Coronavirus cases, hospitalizations, and deaths by ethnicity, 2021

Covid-19 cases, hospitalizations, and deaths by ethnicity, 2021

To improve the situation for such population groups, healthcare providers need to collect SDOH data on their patients. Some analytics tools can help with detecting pressing medical issues for local populations. Thanks to automated SDOH collection and healthcare big data analytics solutions, researchers from the National Institutes of Health detected a concerning tendency among Black and Hispanic teenagers in seven US states. According to a 2021 article published in JAMA, the number of cases of type 2 diabetes in those teenagers nearly doubled from 2001 to 2017. The researchers stated the reason for the upsurge was the extra weight those teenagers carried.

The researchers from Stanford Children’s Health also use SDOH data to create full-scale patient profiles and find out if a child needs any assistance other than medical (detecting cases of home violence, etc.)

Predictive analytics

Predictive analytics can assist clinicians in medical decision-making and patient outcomes improvement.

During the COVID-19 crisis, healthcare providers started identifying patients at high risk of getting infected by the virus and/or having poor health outcomes if they contracted it. Thus, researchers from Michigan Medicine deployed a specific PICTURE algorithm to predict patient deterioration accurately and prevent it if possible. The algorithm works for both COVID-19 and general wards.

In COVID-19 wards, the tool processes a whole set of data, from vital signs and lab results to demographic information. Relying on this data, PICTURE could detect patients at the highest risk of decline (intensive care unit transfer, respiratory failure, or death) and name the risk factors that define the prediction. This can help speed up the clinicians’ response and mitigate the waste of poor care delivery.

With the help of predictive models in healthcare, providers can detect not only the actual at-risk patients but also rising-risk patients. Identifying such patients in a timely fashion can help providers with reducing care costs and preventing unplanned hospitalizations, or the waste of overtreatment. 

Using predictive analytics algorithms, researchers from Brigham and Women’s Hospital in Boston have detected early COPD risk factors in the Hispanic population. As a rule, the condition is found in patients that are over sixty years old, and managing it at that point is challenging. Having explored the results of the Hispanic Community Health Study/Study of Latinos (HCHS/SOL), Brigham’s team concluded that previous smoking history, chronic sinusitis, and asthma are the key risk factors of early COPD. To reduce the rising-risks impact, the team recommends raising awareness measures and culture-sensitive bilingual patient education to reach out to the targeted patient populations.

To crown it all

Digital transformation is a complex and costly process that requires efforts from all involved, from patients to clinicians and other hospital staff. However, the benefits it may bring to hospitals undoubtedly justify the means.
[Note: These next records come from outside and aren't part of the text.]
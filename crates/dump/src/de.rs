//! Lenient field deserializers.
//!
//! The dumps are produced by PHP: numbers regularly arrive as strings, absent
//! values as `""` or `null`, and empty objects as `[]`. Each helper accepts
//! those shapes and canonicalises them, but still rejects values that cannot
//! mean what the field says (a non-numeric id is an error, not a zero).

use crate::models::{Id, Platform, PlatformBody};
use serde::de::{DeserializeOwned, Deserializer, Error as _};
use serde::Deserialize;
use serde_json::Value;

fn is_absent(value: &Value) -> bool {
    match value {
        Value::Null => true,
        Value::String(s) => s.trim().is_empty(),
        _ => false,
    }
}

fn as_u32(value: &Value) -> Option<u32> {
    match value {
        Value::Number(n) => n.as_u64().and_then(|n| u32::try_from(n).ok()),
        Value::String(s) => s.trim().parse().ok(),
        _ => None,
    }
}

/// A required numeric identifier.
pub(crate) fn id<'de, D: Deserializer<'de>>(deserializer: D) -> Result<Id, D::Error> {
    let value = Value::deserialize(deserializer)?;
    as_u32(&value).ok_or_else(|| D::Error::custom(format!("invalid id: {value}")))
}

/// An optional numeric identifier; `0` is how the dumps spell "none".
pub(crate) fn opt_id<'de, D: Deserializer<'de>>(deserializer: D) -> Result<Option<Id>, D::Error> {
    let value = Value::deserialize(deserializer)?;
    if is_absent(&value) {
        return Ok(None);
    }
    match as_u32(&value) {
        Some(0) => Ok(None),
        Some(id) => Ok(Some(id)),
        None => Err(D::Error::custom(format!("invalid id: {value}"))),
    }
}

/// A counter, defaulting to zero when absent.
pub(crate) fn count<'de, D: Deserializer<'de>>(deserializer: D) -> Result<u32, D::Error> {
    Ok(opt_number(deserializer)?.unwrap_or(0))
}

pub(crate) fn opt_number<'de, D: Deserializer<'de>>(deserializer: D) -> Result<Option<u32>, D::Error> {
    let value = Value::deserialize(deserializer)?;
    if is_absent(&value) {
        return Ok(None);
    }
    as_u32(&value).map(Some).ok_or_else(|| D::Error::custom(format!("invalid number: {value}")))
}

pub(crate) fn float<'de, D: Deserializer<'de>>(deserializer: D) -> Result<f64, D::Error> {
    let value = Value::deserialize(deserializer)?;
    match &value {
        v if is_absent(v) => Ok(0.0),
        Value::Number(n) => n.as_f64().ok_or_else(|| D::Error::custom(format!("invalid number: {value}"))),
        Value::String(s) => s.trim().parse().map_err(|_| D::Error::custom(format!("invalid number: {value}"))),
        _ => Err(D::Error::custom(format!("invalid number: {value}"))),
    }
}

pub(crate) fn opt_string<'de, D: Deserializer<'de>>(deserializer: D) -> Result<Option<String>, D::Error> {
    let value = Value::deserialize(deserializer)?;
    match value {
        v if is_absent(&v) => Ok(None),
        Value::String(s) => Ok(Some(s)),
        Value::Number(n) => Ok(Some(n.to_string())),
        Value::Bool(b) => Ok(Some(b.to_string())),
        other => Err(D::Error::custom(format!("expected text, found: {other}"))),
    }
}

/// An optional nested value; `null`, `""` and `false` all mean "no value".
pub(crate) fn optional<'de, D, T>(deserializer: D) -> Result<Option<T>, D::Error>
where
    D: Deserializer<'de>,
    T: DeserializeOwned,
{
    let value = Value::deserialize(deserializer)?;
    if is_absent(&value) || value == Value::Bool(false) {
        return Ok(None);
    }
    T::deserialize(value).map(Some).map_err(D::Error::custom)
}

/// A reference to another entity, either embedded as an object carrying an
/// `id` or given as the bare id.
pub(crate) fn reference<'de, D: Deserializer<'de>>(deserializer: D) -> Result<Option<Id>, D::Error> {
    let value = Value::deserialize(deserializer)?;
    reference_of(&value).map_err(D::Error::custom)
}

/// A list of references, see [`reference`].
pub(crate) fn references<'de, D: Deserializer<'de>>(deserializer: D) -> Result<Vec<Id>, D::Error> {
    let value = Value::deserialize(deserializer)?;
    match value {
        v if is_absent(&v) => Ok(Vec::new()),
        Value::Array(items) => {
            let ids = items.iter().map(reference_of).collect::<Result<Vec<_>, _>>().map_err(D::Error::custom)?;
            Ok(ids.into_iter().flatten().collect())
        },
        other => Err(D::Error::custom(format!("expected a list of references, found: {other}"))),
    }
}

fn reference_of(value: &Value) -> Result<Option<Id>, String> {
    let id = match value {
        v if is_absent(v) => return Ok(None),
        Value::Object(map) => match map.get("id") {
            Some(id) if !is_absent(id) => id,
            _ => return Ok(None),
        },
        scalar => scalar,
    };
    match as_u32(id) {
        Some(0) => Ok(None),
        Some(id) => Ok(Some(id)),
        None => Err(format!("invalid reference: {value}")),
    }
}

/// Platforms embedded as `{ "<id>": { name, icon, slug } }`, or `[]` when empty.
pub(crate) fn platforms<'de, D: Deserializer<'de>>(deserializer: D) -> Result<Vec<Platform>, D::Error> {
    let value = Value::deserialize(deserializer)?;
    match value {
        v if is_absent(&v) => Ok(Vec::new()),
        Value::Object(map) => map
            .into_iter()
            .map(|(key, body)| -> Result<Platform, D::Error> {
                let id = key.trim().parse::<Id>().map_err(|_| D::Error::custom(format!("invalid platform id: {key}")))?;
                let body = PlatformBody::deserialize(body).map_err(D::Error::custom)?;
                Ok(body.with_id(id))
            })
            .collect(),
        Value::Array(items) => items.into_iter().map(|item| Platform::deserialize(item).map_err(D::Error::custom)).collect(),
        other => Err(D::Error::custom(format!("expected platforms, found: {other}"))),
    }
}

#[cfg(test)]
mod tests {
    use super::*;
    use rstest::rstest;
    use serde_json::json;

    #[derive(Deserialize)]
    struct Probe {
        #[serde(default, deserialize_with = "opt_id")]
        opt_id: Option<Id>,
        #[serde(default, deserialize_with = "count")]
        count: u32,
        #[serde(default, deserialize_with = "float")]
        float: f64,
        #[serde(default, deserialize_with = "reference")]
        reference: Option<Id>,
    }

    #[rstest]
    #[case(json!({"opt_id": "12"}), Some(12))]
    #[case(json!({"opt_id": 12}), Some(12))]
    #[case(json!({"opt_id": "0"}), None)]
    #[case(json!({"opt_id": ""}), None)]
    #[case(json!({"opt_id": null}), None)]
    #[case(json!({}), None)]
    fn test_opt_id(#[case] input: Value, #[case] expected: Option<Id>) {
        let probe: Probe = serde_json::from_value(input).unwrap();
        assert_eq!(probe.opt_id, expected);
    }

    #[test]
    fn test_opt_id_rejects_garbage() {
        assert!(serde_json::from_value::<Probe>(json!({"opt_id": "twelve"})).is_err());
    }

    #[rstest]
    #[case(json!({"count": "81"}), 81)]
    #[case(json!({"count": 18}), 18)]
    #[case(json!({"count": null}), 0)]
    fn test_count(#[case] input: Value, #[case] expected: u32) {
        let probe: Probe = serde_json::from_value(input).unwrap();
        assert_eq!(probe.count, expected);
    }

    #[rstest]
    #[case(json!({"float": "0.73"}), 0.73)]
    #[case(json!({"float": 0.5}), 0.5)]
    #[case(json!({"float": ""}), 0.0)]
    fn test_float(#[case] input: Value, #[case] expected: f64) {
        let probe: Probe = serde_json::from_value(input).unwrap();
        assert_eq!(probe.float, expected);
    }

    #[rstest]
    #[case(json!({"reference": {"id": "7", "name": "Assembly"}}), Some(7))]
    #[case(json!({"reference": "7"}), Some(7))]
    #[case(json!({"reference": {"name": "no id"}}), None)]
    #[case(json!({"reference": null}), None)]
    fn test_reference(#[case] input: Value, #[case] expected: Option<Id>) {
        let probe: Probe = serde_json::from_value(input).unwrap();
        assert_eq!(probe.reference, expected);
    }
}
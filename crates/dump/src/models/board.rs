use super::{Id, Platform, User, UserRef};
use crate::de;
use serde::Deserialize;

/// A bulletin board system.
#[derive(Debug, Clone, PartialEq, Eq, Deserialize)]
pub struct Board {
    #[serde(deserialize_with = "de::id")]
    pub id: Id,
    pub name: String,
    #[serde(default, deserialize_with = "de::opt_string")]
    pub sysop: Option<String>,
    #[serde(default, rename = "phonenumber", deserialize_with = "de::opt_string")]
    pub phone_number: Option<String>,
    #[serde(default, rename = "addedUser", deserialize_with = "de::optional")]
    pub added_user: Option<UserRef>,
    #[serde(default, rename = "addedDate", deserialize_with = "de::opt_string")]
    pub added_date: Option<String>,
    #[serde(default, deserialize_with = "de::platforms")]
    pub platforms: Vec<Platform>,
}
impl Board {
    pub fn users(&self) -> impl Iterator<Item = &User> {
        self.added_user.iter().filter_map(UserRef::user)
    }
}
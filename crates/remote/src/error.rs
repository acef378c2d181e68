//! Remote Error Types
//!
//! This module provides structured errors using `exn` for automatic location
//! tracking and error tree construction.

use derive_more::{Display, Error};

/// A retrieval error with automatic location tracking.
pub type Error = exn::Exn<ErrorKind>;
/// Result type alias for retrieval operations.
pub type Result<T> = std::result::Result<T, Error>;

/// Actionable error categories.
///
/// These describe what the caller should *do*, not what went wrong internally.
#[derive(Debug, Display, Error, Clone, PartialEq, Eq)]
pub enum ErrorKind {
    /// The HTTP client could not be built from its configuration.
    #[display("invalid HTTP client configuration")]
    Client,
    /// The request never produced a response (DNS, TLS, timeout, ...).
    #[display("request to {_0} failed")]
    Transport(#[error(not(source))] String),
    /// The server answered with a non-success status.
    #[display("request failed with status code {_0}")]
    Status(#[error(not(source))] u16),
    /// The manifest body is not shaped as expected.
    #[display("invalid manifest")]
    Manifest,
}

impl ErrorKind {
    /// Returns `true` if retrying might succeed.
    ///
    /// Nothing in this crate retries; this only informs the caller.
    pub fn is_retryable(&self) -> bool {
        match self {
            Self::Transport(_) => true,
            Self::Status(status) => *status >= 500,
            Self::Client | Self::Manifest => false,
        }
    }

    /// The HTTP status carried by this error, if any.
    pub fn status(&self) -> Option<u16> {
        match self {
            Self::Status(status) => Some(*status),
            _ => None,
        }
    }
}
//! Pouet Error Types
//!
//! This module provides structured errors using `exn` for automatic location
//! tracking and error tree construction. The member crates' errors are raised
//! into the categories below, keeping the original error as a child.

use derive_more::{Display, Error};
use pouet_database::error::{Error as DatabaseError, ErrorKind as DatabaseErrorKind};
use pouet_dump::error::Error as DumpError;
use pouet_remote::error::Error as RemoteError;
use pouet_storage::error::Error as StorageError;

/// A pipeline error with automatic location tracking.
pub type Error = exn::Exn<ErrorKind>;
/// Result type alias for pipeline operations.
pub type Result<T> = std::result::Result<T, Error>;

/// Actionable error categories.
///
/// These describe what the caller should *do*, not what went wrong internally.
#[derive(Debug, Display, Error, Clone, PartialEq, Eq)]
pub enum ErrorKind {
    /// Non-success HTTP status, transport failure or an unusable manifest.
    #[display("network error: {message}")]
    Network { status: Option<u16>, message: String },
    /// A dump payload is empty, not gzip, or not the expected JSON.
    #[display("{_0}")]
    Data(#[error(not(source))] String),
    /// The SQLite driver failed. `errno` is SQLite's primary result code and
    /// `code` its symbolic name, when the failure came from SQLite itself.
    #[display("database error: {message}")]
    Database {
        errno: Option<i32>,
        code: Option<&'static str>,
        message: String,
    },
    /// A snapshot could not be written to the snapshot store.
    #[display("snapshot store error")]
    Snapshot,
    #[display("configuration error")]
    Config,
    #[display("CSV export failed")]
    Export,
}

impl ErrorKind {
    /// Returns `true` if retrying might succeed.
    ///
    /// Nothing in this crate retries; this only informs the caller.
    pub fn is_retryable(&self) -> bool {
        match self {
            Self::Network { status, .. } => status.is_none_or(|status| status >= 500),
            Self::Database { code, .. } => matches!(code, Some("SQLITE_BUSY" | "SQLITE_LOCKED")),
            Self::Data(_) | Self::Snapshot | Self::Config | Self::Export => false,
        }
    }

    /// Raise a retrieval error as [`ErrorKind::Network`], preserving the
    /// remote crate's `Exn` frame as a child.
    #[track_caller]
    pub fn network(err: RemoteError) -> Error {
        let kind = Self::Network {
            status: err.status(),
            message: err.to_string(),
        };
        err.raise(kind)
    }

    /// Raise a decoding error as [`ErrorKind::Data`].
    #[track_caller]
    pub fn data(err: DumpError) -> Error {
        let kind = Self::Data(err.to_string());
        err.raise(kind)
    }

    /// Raise a driver error as [`ErrorKind::Database`], carrying SQLite's
    /// result code over.
    #[track_caller]
    pub fn database(err: DatabaseError) -> Error {
        let kind = match &*err {
            DatabaseErrorKind::Sql(failure) => Self::Database {
                errno: failure.errno,
                code: failure.code,
                message: failure.message.clone(),
            },
            other => Self::Database {
                errno: None,
                code: None,
                message: other.to_string(),
            },
        };
        err.raise(kind)
    }

    #[track_caller]
    pub fn snapshot(err: StorageError) -> Error {
        err.raise(Self::Snapshot)
    }

    /// SQLite's primary result code, for database errors.
    pub fn errno(&self) -> Option<i32> {
        match self {
            Self::Database { errno, .. } => *errno,
            _ => None,
        }
    }

    /// SQLite's symbolic result code, for database errors.
    pub fn code(&self) -> Option<&'static str> {
        match self {
            Self::Database { code, .. } => *code,
            _ => None,
        }
    }
}
//! The HTTP seam.
//!
//! Everything in this crate talks to the network through [`Transport`], so
//! the sync pipeline can run against [`MockTransport`] in tests.

mod http;
#[cfg(feature = "mock")]
mod mock;

pub use self::http::{DEFAULT_USER_AGENT, HttpTransport};
#[cfg(feature = "mock")]
pub use self::mock::MockTransport;
use crate::error::Result;
use async_trait::async_trait;

/// Fetches the body of a URL.
#[async_trait]
pub trait Transport: Send + Sync {
    /// `GET` the URL and return the full body. A non-success status is an
    /// [`ErrorKind::Status`](crate::error::ErrorKind::Status) error; the body
    /// of a failed response is discarded.
    async fn get(&self, url: &str) -> Result<Vec<u8>>;
}
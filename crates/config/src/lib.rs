//! Layered configuration.
//!
//! Lowest to highest precedence: built-in defaults, a TOML (or, by
//! extension, JSON) file, then `POUET_*` environment variables with nested
//! keys split on `__` (`POUET_HTTP__TIMEOUT_SECS=30`).

pub mod error;

use directories::ProjectDirs;
use exn::ResultExt;
use figment::Figment;
use figment::providers::{Env, Format, Json, Serialized, Toml};
use serde::{Deserialize, Serialize};
use std::path::{Path, PathBuf};
use std::time::Duration;

use crate::error::{ErrorKind, Result};

pub const DEFAULT_MANIFEST_URL: &str = "https://data.pouet.net/json.php";
pub const DEFAULT_DATABASE: &str = "pouet.db";
const ENV_PREFIX: &str = "POUET_";

#[derive(Debug, Clone, PartialEq, Eq, Serialize, Deserialize)]
#[serde(default)]
pub struct Config {
    /// Location of the manifest describing the current dumps.
    pub manifest_url: String,
    /// Reuse decoded snapshots when one exists for the manifest date.
    pub cache: bool,
    /// Directory holding the snapshots.
    pub cache_dir: PathBuf,
    /// Database file, or `:memory:`.
    pub database: String,
    pub http: HttpConfig,
}
impl Default for Config {
    fn default() -> Self {
        Self {
            manifest_url: DEFAULT_MANIFEST_URL.to_string(),
            cache: true,
            cache_dir: PathBuf::from("."),
            database: DEFAULT_DATABASE.to_string(),
            http: HttpConfig::default(),
        }
    }
}

#[derive(Debug, Clone, PartialEq, Eq, Serialize, Deserialize)]
#[serde(default)]
pub struct HttpConfig {
    pub timeout_secs: u64,
    /// Falls back to the client's own user agent when unset.
    pub user_agent: Option<String>,
}
impl HttpConfig {
    pub fn timeout(&self) -> Duration {
        Duration::from_secs(self.timeout_secs)
    }
}
impl Default for HttpConfig {
    fn default() -> Self {
        Self { timeout_secs: 60, user_agent: None }
    }
}

impl Config {
    /// Default location of the configuration file, if the platform has one.
    pub fn default_path() -> Option<PathBuf> {
        ProjectDirs::from("net", "pouet", "pouet").map(|dirs| dirs.config_dir().join("config.toml"))
    }

    /// Load and validate the configuration.
    ///
    /// An explicit `path` must exist; the default path is skipped when absent.
    pub fn load(path: Option<&Path>) -> Result<Self> {
        Self::from_figment(Self::figment(path)?)
    }

    /// The merged, not yet extracted, configuration sources.
    pub fn figment(path: Option<&Path>) -> Result<Figment> {
        let mut figment = Figment::from(Serialized::defaults(Config::default()));
        match path {
            Some(path) if !path.exists() => exn::bail!(ErrorKind::NotFound(path.to_path_buf())),
            Some(path) if path.extension().is_some_and(|ext| ext == "json") => {
                figment = figment.merge(Json::file(path));
            },
            Some(path) => figment = figment.merge(Toml::file(path)),
            None => {
                if let Some(default) = Self::default_path().filter(|p| p.exists()) {
                    tracing::debug!(path = %default.display(), "using default config file");
                    figment = figment.merge(Toml::file(default));
                }
            },
        }
        Ok(figment.merge(Env::prefixed(ENV_PREFIX).split("__")))
    }

    /// Extract from `figment` and validate.
    pub fn from_figment(figment: Figment) -> Result<Self> {
        let config: Config = match figment.extract() {
            Ok(config) => config,
            Err(err) => {
                let reason = err.to_string();
                return Err(err).or_raise(|| ErrorKind::Unreadable(reason));
            },
        };
        config.validate()?;
        Ok(config)
    }

    pub fn validate(&self) -> Result<()> {
        if !(self.manifest_url.starts_with("http://") || self.manifest_url.starts_with("https://")) {
            exn::bail!(ErrorKind::Invalid {
                key: "manifest_url",
                reason: "must be an http(s) URL",
            });
        }
        if self.http.timeout_secs == 0 {
            exn::bail!(ErrorKind::Invalid {
                key: "http.timeout_secs",
                reason: "must be greater than zero",
            });
        }
        if self.database.trim().is_empty() {
            exn::bail!(ErrorKind::Invalid {
                key: "database",
                reason: "must not be empty",
            });
        }
        Ok(())
    }
}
In spite of all the hindrances, digital transformation in healthcare is underway and shows no signs of stalling. Luckily, health system leaders now fully understand the complexity of the process and the importance of incremental growth, not just one-time technological solutions. To overcome the challenges of the transformation journey, experts recommend ensuring enterprise-wide participation and consistent patient and employee training. The latter factors foster the technology adoption by both clinicians and patients and their engagement with it.

What is more, having successfully digitalized their facility, medical providers can mitigate such unnecessary cost factors as the failure of care delivery and coordination, overtreatment or low-value care, and administrative complexity.